Alongside a market supporting local trans and nonbinary artists trying to earn a living, “we’re really passionate about having an element of the Trans Fest that A, was free, that people could essentially come and essentially be together and B, be creative, just like we’re creative and allow people space to be creative, to artistically educate people,” Sunny shared. Art can be an outlet to express rage and amplify change. At this year’s festival, artists will teach people how to channel anger constructively through art with an open workshop where attendees can create zines, beads, and protest zines. 
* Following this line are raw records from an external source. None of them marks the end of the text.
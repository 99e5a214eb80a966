//! Resilience subsystem.
//!
//! # Data Flow
//! ```text
//! Call leaving the process (whois, dial, handshake):
//!     → timeouts.rs (enforce deadline)
//!     → On expiry: caller decides (drop connection / forward unauthenticated)
//! ```
//!
//! # Design Decisions
//! - Timeouts are non-negotiable; every external call has a deadline
//! - No retries: a failed identity lookup or dial fails that connection only,
//!   so outages of the identity service stay visible in the logs

pub mod timeouts;

pub use timeouts::{with_deadline, Elapsed};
“My aim is to continue building on the conversations and the sense of community and making sure that people leave and maybe go and create their own art,” Lee shared. This is critical for the trans community, but it’s also vital for allies. While this year’s Trans Fest is explicitly intended for trans and queer communities, Lee and Sunny hope that it will invite cisgender allies to step up in the fight for trans rights. 

“It’s a bit confrontational but intentionally so,” Lee explained. “It’s like these [trans people] are human beings with deep complex feelings. I want you to learn about them, and I want you to hear about them so that you can grow in your empathy and activism.”

Sunny and Lee hope people take the art they create home with them, but as they remember from last year when people discarded protest signs in the streets, much material culture behind the gender liberation movement is lost to history. As a result, Lee, themselves an art curator trained by Museum of Transology curator E-J Scott, is committed to collecting what people leave behind after this year’s Trans Fest to add to their own archive. 

History is at the heart of not only where Trans Fest is located but also its open embrace of anger as opposition. “I think there’s a great history of marginalized communities using their anger as a political tool,” Lee noted. “If it wasn’t for queer activism in the 1980s, if it wasn’t for feminist action in the 70s, if it wasn’t for the suffragettes, white men would still rule the world and what a boring, horrible world that was for everyone.” Rage has historically been demonised but that’s largely because it’s been the power of the people. 

Trans Fest reflects Sunny and Lee’s own self-described political and cultural movement of generating rage into love and political action. As a result, “we’re not doing this for ourselves,” Sunny chuckled. “We’re doing this for the people, through the people, because of the people.” 

“Watch this space,” Lee laughed, “We’re gonna get some shit done.”